7 Red Flags That Get Claims Rejected (And How to Avoid Them)

7 Red Flags That Get Claims Rejected (And How to Avoid Them)

Introduction

Most insurance claims are first screened by software, not humans. Certain "red flags" trigger an automatic rejection before an adjuster even sees your case. If you know what these triggers are, you can avoid them.


The 7 Red Flags

1. Timing Gaps

Filing a claim months after the event without a valid explanation often triggers a "Late Filing" rejection. Fix: File within 30 days of the incident.

2. Out-of-Network Surprises

Using an in-network hospital but an out-of-network anesthesiologist is a common trap. Fix: Always request "All In-Network" providers in writing during pre-op.

3. Procedure-Diagnosis Mismatch

If the medical code for the treatment doesn’t logically "match" the diagnosis code, the system flags it.
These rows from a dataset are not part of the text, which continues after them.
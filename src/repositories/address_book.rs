use crate::models::Record;
use crate::repositories::traits::RecordRepository;
use std::collections::HashMap;
use tracing::debug;

/// In-memory record repository backing one console session.
///
/// Records keep the position of their first insertion; overwriting a name
/// replaces the record in place.
#[derive(Debug, Default, Clone)]
pub struct AddressBook {
    records: Vec<Record>,
    index: HashMap<String, usize>,
}

impl AddressBook {
    /// Create an empty address book.
    pub fn new() -> Self {
        Self::default()
    }
}

impl RecordRepository for AddressBook {
    fn add_record(&mut self, record: Record) -> Option<Record> {
        let key = record.name.as_str().to_string();
        match self.index.get(&key).copied() {
            Some(slot) => {
                debug!("Overwriting record '{}'", key);
                Some(std::mem::replace(&mut self.records[slot], record))
            }
            None => {
                debug!("Adding record '{}'", key);
                self.index.insert(key, self.records.len());
                self.records.push(record);
                None
            }
        }
    }

    fn get(&self, name: &str) -> Option<&Record> {
        self.index.get(name).map(|&slot| &self.records[slot])
    }

    fn get_mut(&mut self, name: &str) -> Option<&mut Record> {
        match self.index.get(name) {
            Some(&slot) => self.records.get_mut(slot),
            None => None,
        }
    }

    fn records(&self) -> Box<dyn Iterator<Item = &Record> + '_> {
        Box::new(self.records.iter())
    }

    fn len(&self) -> usize {
        self.records.len()
    }
}

#[cfg(test)]
mod tests {
    use super::*;
    use crate::domain::{Name, PhoneNumber};
    use crate::error::CommandError;

    fn record(name: &str, phone: &str) -> Record {
        Record::new(Name::new(name).unwrap()).with_phone(PhoneNumber::new(phone).unwrap())
    }

    fn names<'a>(records: impl Iterator<Item = &'a Record>) -> Vec<&'a str> {
        records.map(|r| r.name.as_str()).collect()
    }

    #[test]
    fn test_add_and_get() {
        let mut book = AddressBook::new();
        assert!(book.is_empty());

        assert!(book.add_record(record("dima", "0975323736")).is_none());
        assert_eq!(book.len(), 1);
        assert_eq!(book.get("dima").unwrap().phones_display(), "0975323736");
        assert!(book.get("bob").is_none());
    }

    #[test]
    fn test_add_same_name_overwrites() {
        let mut book = AddressBook::new();
        book.add_record(record("dima", "0975323736"));
        book.add_record(record("bob", "0501234567"));

        let replaced = book.add_record(record("dima", "+380661112233"));
        assert_eq!(replaced, Some(record("dima", "0975323736")));
        assert_eq!(book.len(), 2);
        assert_eq!(book.get("dima"), Some(&record("dima", "+380661112233")));
        // position of the first insertion is kept
        assert_eq!(names(book.records()), vec!["dima", "bob"]);
    }

    #[test]
    fn test_find_unknown_name() {
        let mut book = AddressBook::new();
        match book.find("ghost") {
            Err(CommandError::ContactNotFound(name)) => assert_eq!(name, "ghost"),
            other => panic!("Expected ContactNotFound, got: {:?}", other),
        }
        assert!(book.find_mut("ghost").is_err());
    }

    #[test]
    fn test_find_mut_edits_in_place() {
        let mut book = AddressBook::new();
        book.add_record(record("dima", "0975323736"));

        book.find_mut("dima")
            .unwrap()
            .phones
            .push(PhoneNumber::new("0501234567").unwrap());
        assert_eq!(book.get("dima").unwrap().phones.len(), 2);
    }

    #[test]
    fn test_iter_bounded_fewer_records_than_requested() {
        let mut book = AddressBook::new();
        book.add_record(record("dima", "0975323736"));
        book.add_record(record("bob", "0501234567"));

        let mut iter = book.iter_bounded(5);
        assert_eq!(iter.next().map(|r| r.name.as_str()), Some("dima"));
        assert_eq!(iter.next().map(|r| r.name.as_str()), Some("bob"));
        assert!(iter.next().is_none());
        assert!(iter.is_exhausted());
    }

    #[test]
    fn test_iter_bounded_stops_at_limit() {
        let mut book = AddressBook::new();
        book.add_record(record("dima", "0975323736"));
        book.add_record(record("bob", "0501234567"));

        let mut iter = book.iter_bounded(1);
        assert_eq!(names(iter.by_ref()), vec!["dima"]);
        assert!(!iter.is_exhausted());

        // a fresh request starts over
        assert_eq!(names(book.iter_bounded(2)), vec!["dima", "bob"]);
    }

    #[test]
    fn test_iter_bounded_exact_count_is_exhausted() {
        let mut book = AddressBook::new();
        book.add_record(record("dima", "0975323736"));

        let mut iter = book.iter_bounded(1);
        assert_eq!(iter.by_ref().count(), 1);
        assert!(iter.is_exhausted());
    }

    #[test]
    fn test_iter_bounded_zero() {
        let mut book = AddressBook::new();
        book.add_record(record("dima", "0975323736"));

        let mut iter = book.iter_bounded(0);
        assert!(iter.next().is_none());
        assert!(!iter.is_exhausted());
    }
}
Fix: Review the codes with your doctor’s billing desk.

4. Duplicate Filings

Submitting the same claim twice because you didn’t hear back can cause both to be flagged as fraudulent. Fix: Call to check status instead of refiling.
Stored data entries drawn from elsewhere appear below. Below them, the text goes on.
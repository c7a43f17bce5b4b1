//! Interactive console session.
//!
//! Reads one line at a time, hands it to the [`Dispatcher`] and writes the
//! reply back. The session ends on an exit command or at end of input.

use crate::commands::{Dispatcher, Outcome};
use crate::repositories::RecordRepository;
use std::borrow::Cow;
use std::io;
use tokio::io::{AsyncBufRead, AsyncBufReadExt, AsyncWrite, AsyncWriteExt};
use tracing::{debug, info, warn};

/// Prompt printed before every line when none is configured.
pub const DEFAULT_PROMPT: &str = "Command: ";

/// Run the read / dispatch / print loop until the user leaves.
///
/// # Errors
///
/// Only I/O failures on `input` or `output` end the session with an error;
/// command failures are answered in-line.
pub async fn run_session<R, I, O>(
    dispatcher: &mut Dispatcher<R>,
    mut input: I,
    mut output: O,
    prompt: &str,
) -> io::Result<()>
where
    R: RecordRepository,
    I: AsyncBufRead + Unpin,
    O: AsyncWrite + Unpin,
{
    let mut buf = Vec::new();

    loop {
        output.write_all(prompt.as_bytes()).await?;
        output.flush().await?;

        buf.clear();
        if input.read_until(b'\n', &mut buf).await? == 0 {
            info!("End of input, closing session");
            output.write_all(b"\n").await?;
            break;
        }

        let line = decode_line(&buf);
        if let Cow::Owned(_) = line {
            warn!("Input line was not valid UTF-8, dispatching lossy text");
        }

        match dispatcher.dispatch(&line) {
            Outcome::Reprompt => debug!("Blank line, reprompting"),
            Outcome::Reply(text) => write_line(&mut output, &text).await?,
            Outcome::Exit(text) => {
                write_line(&mut output, &text).await?;
                break;
            }
        }
    }

    output.flush().await
}

/// Strip the line terminator and decode, replacing invalid UTF-8 sequences.
fn decode_line(raw: &[u8]) -> Cow<'_, str> {
    let raw = raw.strip_suffix(b"\n").unwrap_or(raw);
    let raw = raw.strip_suffix(b"\r").unwrap_or(raw);
    String::from_utf8_lossy(raw)
}

async fn write_line<O: AsyncWrite + Unpin>(output: &mut O, text: &str) -> io::Result<()> {
    output.write_all(text.as_bytes()).await?;
    output.write_all(b"\n").await
}

#[cfg(test)]
mod tests {
    use super::*;

    async fn transcript(input: &str) -> String {
        transcript_bytes(input.as_bytes()).await
    }

    async fn transcript_bytes(input: &[u8]) -> String {
        let mut dispatcher = Dispatcher::new();
        let mut output = Vec::new();
        run_session(&mut dispatcher, input, &mut output, "> ")
            .await
            .unwrap();
        String::from_utf8(output).unwrap()
    }

    #[tokio::test]
    async fn test_session_stops_at_exit() {
        let out = transcript("hello\nexit\nhello\n").await;
        assert_eq!(out, "> How can I help you?\n> Good bye!\n");
    }

    #[tokio::test]
    async fn test_blank_lines_only_reprompt() {
        let out = transcript("\n   \nclose\n").await;
        assert_eq!(out, "> > > Good bye!\n");
    }

    #[tokio::test]
    async fn test_session_ends_at_eof() {
        let out = transcript("hello").await;
        assert_eq!(out, "> How can I help you?\n> \n");
    }

    #[tokio::test]
    async fn test_invalid_utf8_line_keeps_session_alive() {
        let out =
            transcript_bytes(b"add dima 0975323736\n\xff\xfe\nphone dima\nexit\n").await;
        assert_eq!(
            out,
            "> Contact dima has been added\n\
             > Unknown command, type 'help' for usage\n\
             > 0975323736\n\
             > Good bye!\n"
        );
    }

    #[tokio::test]
    async fn test_crlf_line_endings() {
        let out = transcript("hello\r\nexit\r\n").await;
        assert_eq!(out, "> How can I help you?\n> Good bye!\n");
    }

    #[test]
    fn test_decode_line() {
        assert_eq!(decode_line(b"hello\r\n"), "hello");
        assert_eq!(decode_line(b"hello"), "hello");
        assert_eq!(decode_line(b"\xff\n"), "\u{fffd}");
    }
}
5. Lack of Prior Authorization

For non-emergencies, skipping the "Permission" step is a guaranteed "No." Fix: Get your auth number before the appointment.

6. Missing Coordination of Benefits (COB)

If you have two insurance plans but haven’t told them which is "Primary," claims will bounce between them indefinitely. Fix: Update your COB status annually.

7. Unbundled Charges

Providers sometimes bill for parts of a procedure separately to get more money. Insurers hate this. Fix: Request an itemized bill to ensure "Global Billing" is used.


Conclusion

By avoiding these seven red flags, you move your claim to the "Fast Track" for approval. Knowledge of the system is your best defense against unnecessary delays.